There is a species of ants that could be considered one of the most grotesque because of the unusual choice of the “decor” of their home – the beheaded heads of their victims.
Scientific studies have consistently found that Formica archboldi ants tend to keep a lot of body parts of the victims around their homes. “A lot of ants are very clean, they will remove dead victims or food scraps,” said Adrian Smith, head of the Biological and Evolutionary Behavior Research Laboratory at the Museum of Natural Sciences in North Carolina.
Many ants take their waste out of the nest and put it in a pile, which also functions as a cemetery. The main idea to have a clean nest is to protect the queen from infections.
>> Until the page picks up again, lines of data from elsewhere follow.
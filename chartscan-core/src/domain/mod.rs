//! Domain types for Chartscan

pub mod bar;
pub mod series;

pub use bar::Bar;
pub use series::{Series, SeriesError, SymbolKey};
However, Formica ants “leave a lot of their garbage in the nest,” says Smith, who examined these insects for two years and conducted a study in 2019. “When you open their nests, you find a lot of body – probably because they did not throw their garbage ”.
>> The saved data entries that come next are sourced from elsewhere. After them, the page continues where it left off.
//! Result stores: the screened universe and detected VCP rows.
//!
//! Every call is scoped by an explicit country list or an explicit
//! `(symbol, country)` key, so a run never touches rows outside its scope.
//! Two implementations: [`MemoryStore`] for tests and embedding, and
//! [`JsonStore`], one JSON document per table in a directory.

use std::collections::BTreeMap;
use std::fs;
use std::path::PathBuf;
use std::sync::{Mutex, RwLock};

use chartscan_core::domain::SymbolKey;
use chartscan_core::patterns::VcpStage;
use chrono::NaiveDate;
use serde::de::DeserializeOwned;
use serde::{Deserialize, Serialize};
use thiserror::Error;
use tracing::debug;

#[derive(Debug, Error)]
pub enum StoreError {
    #[error("store I/O error at {path}: {source}")]
    Io {
        path: PathBuf,
        #[source]
        source: std::io::Error,
    },
    #[error("corrupt store table {path}: {reason}")]
    Corrupt { path: PathBuf, reason: String },
    #[error("store lock poisoned")]
    Poisoned,
}

/// A symbol in the screened universe.
#[derive(Debug, Clone, PartialEq, Eq, PartialOrd, Ord, Hash, Serialize, Deserialize)]
pub struct ScreenedRow {
    pub symbol: String,
    pub country: String,
}

impl ScreenedRow {
    pub fn key(&self) -> SymbolKey {
        SymbolKey::new(&self.symbol, &self.country)
    }
}

impl From<&SymbolKey> for ScreenedRow {
    fn from(key: &SymbolKey) -> Self {
        Self {
            symbol: key.symbol.clone(),
            country: key.country.clone(),
        }
    }
}

/// A symbol showing a VCP.
#[derive(Debug, Clone, PartialEq, Eq, Serialize, Deserialize)]
pub struct VcpRow {
    pub symbol: String,
    pub country: String,
    pub stage: VcpStage,
    /// Run date on which the row was inserted or its stage last changed.
    pub detected_date: NaiveDate,
}

impl VcpRow {
    pub fn key(&self) -> SymbolKey {
        SymbolKey::new(&self.symbol, &self.country)
    }
}

/// What an upsert did.
#[derive(Debug, Clone, Copy, PartialEq, Eq)]
pub enum Upsert {
    Inserted,
    Updated,
    Unchanged,
}

pub trait ScreenedStore: Send + Sync {
    /// Rows whose country is in `countries`; every row when it is empty.
    fn list_screened(&self, countries: &[String]) -> Result<Vec<ScreenedRow>, StoreError>;
    fn upsert_screened(&self, key: &SymbolKey) -> Result<Upsert, StoreError>;
    /// Returns whether a row was removed.
    fn delete_screened(&self, key: &SymbolKey) -> Result<bool, StoreError>;
}

pub trait VcpStore: Send + Sync {
    fn list_vcp(&self, countries: &[String]) -> Result<Vec<VcpRow>, StoreError>;
    /// Insert, or change the stage. An unchanged stage keeps its original
    /// detection date.
    fn upsert_vcp(&self, key: &SymbolKey, stage: VcpStage, detected_date: NaiveDate) -> Result<Upsert, StoreError>;
    fn delete_vcp(&self, key: &SymbolKey) -> Result<bool, StoreError>;
}

/// Both tables, keyed by symbol and country.
#[derive(Debug, Clone, Default, PartialEq)]
struct Tables {
    screened: BTreeMap<SymbolKey, ScreenedRow>,
    vcp: BTreeMap<SymbolKey, VcpRow>,
}

impl Tables {
    fn list_screened(&self, countries: &[String]) -> Vec<ScreenedRow> {
        self.screened
            .iter()
            .filter(|(key, _)| key.in_scope(countries))
            .map(|(_, row)| row.clone())
            .collect()
    }

    fn upsert_screened(&mut self, key: &SymbolKey) -> Upsert {
        if self.screened.contains_key(key) {
            return Upsert::Unchanged;
        }
        self.screened.insert(key.clone(), ScreenedRow::from(key));
        Upsert::Inserted
    }

    fn list_vcp(&self, countries: &[String]) -> Vec<VcpRow> {
        self.vcp
            .iter()
            .filter(|(key, _)| key.in_scope(countries))
            .map(|(_, row)| row.clone())
            .collect()
    }

    fn upsert_vcp(&mut self, key: &SymbolKey, stage: VcpStage, detected_date: NaiveDate) -> Upsert {
        match self.vcp.get_mut(key) {
            Some(row) if row.stage == stage => Upsert::Unchanged,
            Some(row) => {
                row.stage = stage;
                row.detected_date = detected_date;
                Upsert::Updated
            }
            None => {
                self.vcp.insert(
                    key.clone(),
                    VcpRow {
                        symbol: key.symbol.clone(),
                        country: key.country.clone(),
                        stage,
                        detected_date,
                    },
                );
                Upsert::Inserted
            }
        }
    }
}

// ─── In-memory store ────────────────────────────────────────────────

/// In-process store holding both tables.
#[derive(Debug, Default)]
pub struct MemoryStore {
    tables: RwLock<Tables>,
}

impl MemoryStore {
    pub fn new() -> Self {
        Self::default()
    }

    fn read<T>(&self, f: impl FnOnce(&Tables) -> T) -> Result<T, StoreError> {
        let tables = self.tables.read().map_err(|_| StoreError::Poisoned)?;
        Ok(f(&tables))
    }

    fn write<T>(&self, f: impl FnOnce(&mut Tables) -> T) -> Result<T, StoreError> {
        let mut tables = self.tables.write().map_err(|_| StoreError::Poisoned)?;
        Ok(f(&mut tables))
    }
}

impl ScreenedStore for MemoryStore {
    fn list_screened(&self, countries: &[String]) -> Result<Vec<ScreenedRow>, StoreError> {
        self.read(|t| t.list_screened(countries))
    }

    fn upsert_screened(&self, key: &SymbolKey) -> Result<Upsert, StoreError> {
        self.write(|t| t.upsert_screened(key))
    }

    fn delete_screened(&self, key: &SymbolKey) -> Result<bool, StoreError> {
        self.write(|t| t.screened.remove(key).is_some())
    }
}

impl VcpStore for MemoryStore {
    fn list_vcp(&self, countries: &[String]) -> Result<Vec<VcpRow>, StoreError> {
        self.read(|t| t.list_vcp(countries))
    }

    fn upsert_vcp(&self, key: &SymbolKey, stage: VcpStage, detected_date: NaiveDate) -> Result<Upsert, StoreError> {
        self.write(|t| t.upsert_vcp(key, stage, detected_date))
    }

    fn delete_vcp(&self, key: &SymbolKey) -> Result<bool, StoreError> {
        self.write(|t| t.vcp.remove(key).is_some())
    }
}

// ─── JSON directory store ───────────────────────────────────────────

const SCREENED_FILE: &str = "screened.json";
const VCP_FILE: &str = "vcp.json";

/// Tables persisted as `screened.json` and `vcp.json` under one directory.
///
/// Each mutation rewrites its table atomically (write `.tmp`, then rename).
/// A missing file is an empty table.
#[derive(Debug)]
pub struct JsonStore {
    dir: PathBuf,
    lock: Mutex<()>,
}

impl JsonStore {
    /// Open (and create, if needed) a store directory.
    pub fn open(dir: impl Into<PathBuf>) -> Result<Self, StoreError> {
        let dir = dir.into();
        fs::create_dir_all(&dir).map_err(|source| StoreError::Io {
            path: dir.clone(),
            source,
        })?;
        Ok(Self {
            dir,
            lock: Mutex::new(()),
        })
    }

    fn load<T: DeserializeOwned>(&self, file: &str) -> Result<Vec<T>, StoreError> {
        let path = self.dir.join(file);
        let bytes = match fs::read(&path) {
            Ok(bytes) => bytes,
            Err(e) if e.kind() == std::io::ErrorKind::NotFound => return Ok(Vec::new()),
            Err(source) => return Err(StoreError::Io { path, source }),
        };
        serde_json::from_slice(&bytes).map_err(|e| StoreError::Corrupt {
            path,
            reason: e.to_string(),
        })
    }

    fn save<T: Serialize>(&self, file: &str, rows: &[T]) -> Result<(), StoreError> {
        let path = self.dir.join(file);
        let tmp = path.with_extension("json.tmp");
        let json = serde_json::to_vec_pretty(rows).map_err(|e| StoreError::Corrupt {
            path: path.clone(),
            reason: e.to_string(),
        })?;
        fs::write(&tmp, json).map_err(|source| StoreError::Io {
            path: tmp.clone(),
            source,
        })?;
        fs::rename(&tmp, &path).map_err(|source| StoreError::Io {
            path: path.clone(),
            source,
        })?;
        debug!(path = %path.display(), rows = rows.len(), "store table written");
        Ok(())
    }

    fn load_tables(&self) -> Result<Tables, StoreError> {
        let screened: Vec<ScreenedRow> = self.load(SCREENED_FILE)?;
        let vcp: Vec<VcpRow> = self.load(VCP_FILE)?;
        Ok(Tables {
            screened: screened.into_iter().map(|r| (r.key(), r)).collect(),
            vcp: vcp.into_iter().map(|r| (r.key(), r)).collect(),
        })
    }

    /// Run `f` on the current tables and persist whatever it changed.
    fn update<T>(&self, f: impl FnOnce(&mut Tables) -> T) -> Result<T, StoreError> {
        let _guard = self.lock.lock().map_err(|_| StoreError::Poisoned)?;
        let before = self.load_tables()?;
        let mut tables = before.clone();
        let out = f(&mut tables);
        if tables.screened != before.screened {
            let rows: Vec<&ScreenedRow> = tables.screened.values().collect();
            self.save(SCREENED_FILE, &rows)?;
        }
        if tables.vcp != before.vcp {
            let rows: Vec<&VcpRow> = tables.vcp.values().collect();
            self.save(VCP_FILE, &rows)?;
        }
        Ok(out)
    }

    fn query<T>(&self, f: impl FnOnce(&Tables) -> T) -> Result<T, StoreError> {
        let _guard = self.lock.lock().map_err(|_| StoreError::Poisoned)?;
        Ok(f(&self.load_tables()?))
    }
}

impl ScreenedStore for JsonStore {
    fn list_screened(&self, countries: &[String]) -> Result<Vec<ScreenedRow>, StoreError> {
        self.query(|t| t.list_screened(countries))
    }

    fn upsert_screened(&self, key: &SymbolKey) -> Result<Upsert, StoreError> {
        self.update(|t| t.upsert_screened(key))
    }

    fn delete_screened(&self, key: &SymbolKey) -> Result<bool, StoreError> {
        self.update(|t| t.screened.remove(key).is_some())
    }
}

impl VcpStore for JsonStore {
    fn list_vcp(&self, countries: &[String]) -> Result<Vec<VcpRow>, StoreError> {
        self.query(|t| t.list_vcp(countries))
    }

    fn upsert_vcp(&self, key: &SymbolKey, stage: VcpStage, detected_date: NaiveDate) -> Result<Upsert, StoreError> {
        self.update(|t| t.upsert_vcp(key, stage, detected_date))
    }

    fn delete_vcp(&self, key: &SymbolKey) -> Result<bool, StoreError> {
        self.update(|t| t.vcp.remove(key).is_some())
    }
}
Born in Florida, these ants that collect skulls, especially as trap-eating ants (Odontomachus brunneus) – are usually not an easy target.
Unlike other ants, Formica does not sting. Instead, they spray a dose of formic acid on their victims, which can completely incapacitate an ant trap. “A spray can remove a trap ant and a Formica ant could knock down a trap ant, a remarkable feat given that trap ants are usually known as ferocious predators,” says Smith.
Most of an Ant’s diet is trap ants. “We suspect he would kill two or three a day,” Smith said. And skulls are not easily digested or decomposed: “They are the hardest part of the exoskeleton, they are all hollowed out, all the muscle is gone, it’s just the heads or skulls,” he said. “They’re like thrown away chicken bones.”
Another theory is that Formica ants keep debris around to chemically mimic the trap ant they feed on. “When they touch each other with their antennae, they actually smell,” says Smith. “One way to buy the chemical, if not to make it yourself, is perhaps to keep the carcasses they acquire to maintain the smell of these ants.”
“There are rich details around us that we overlook or don’t pay attention to,” says Smith. “These types of ants have always been in Florida, I’ve known about these ants and their strange collections of body parts since the 1930s, but no one took the time to study them. These studies give us a reason to appreciate these things, to admire them and to protect them ”.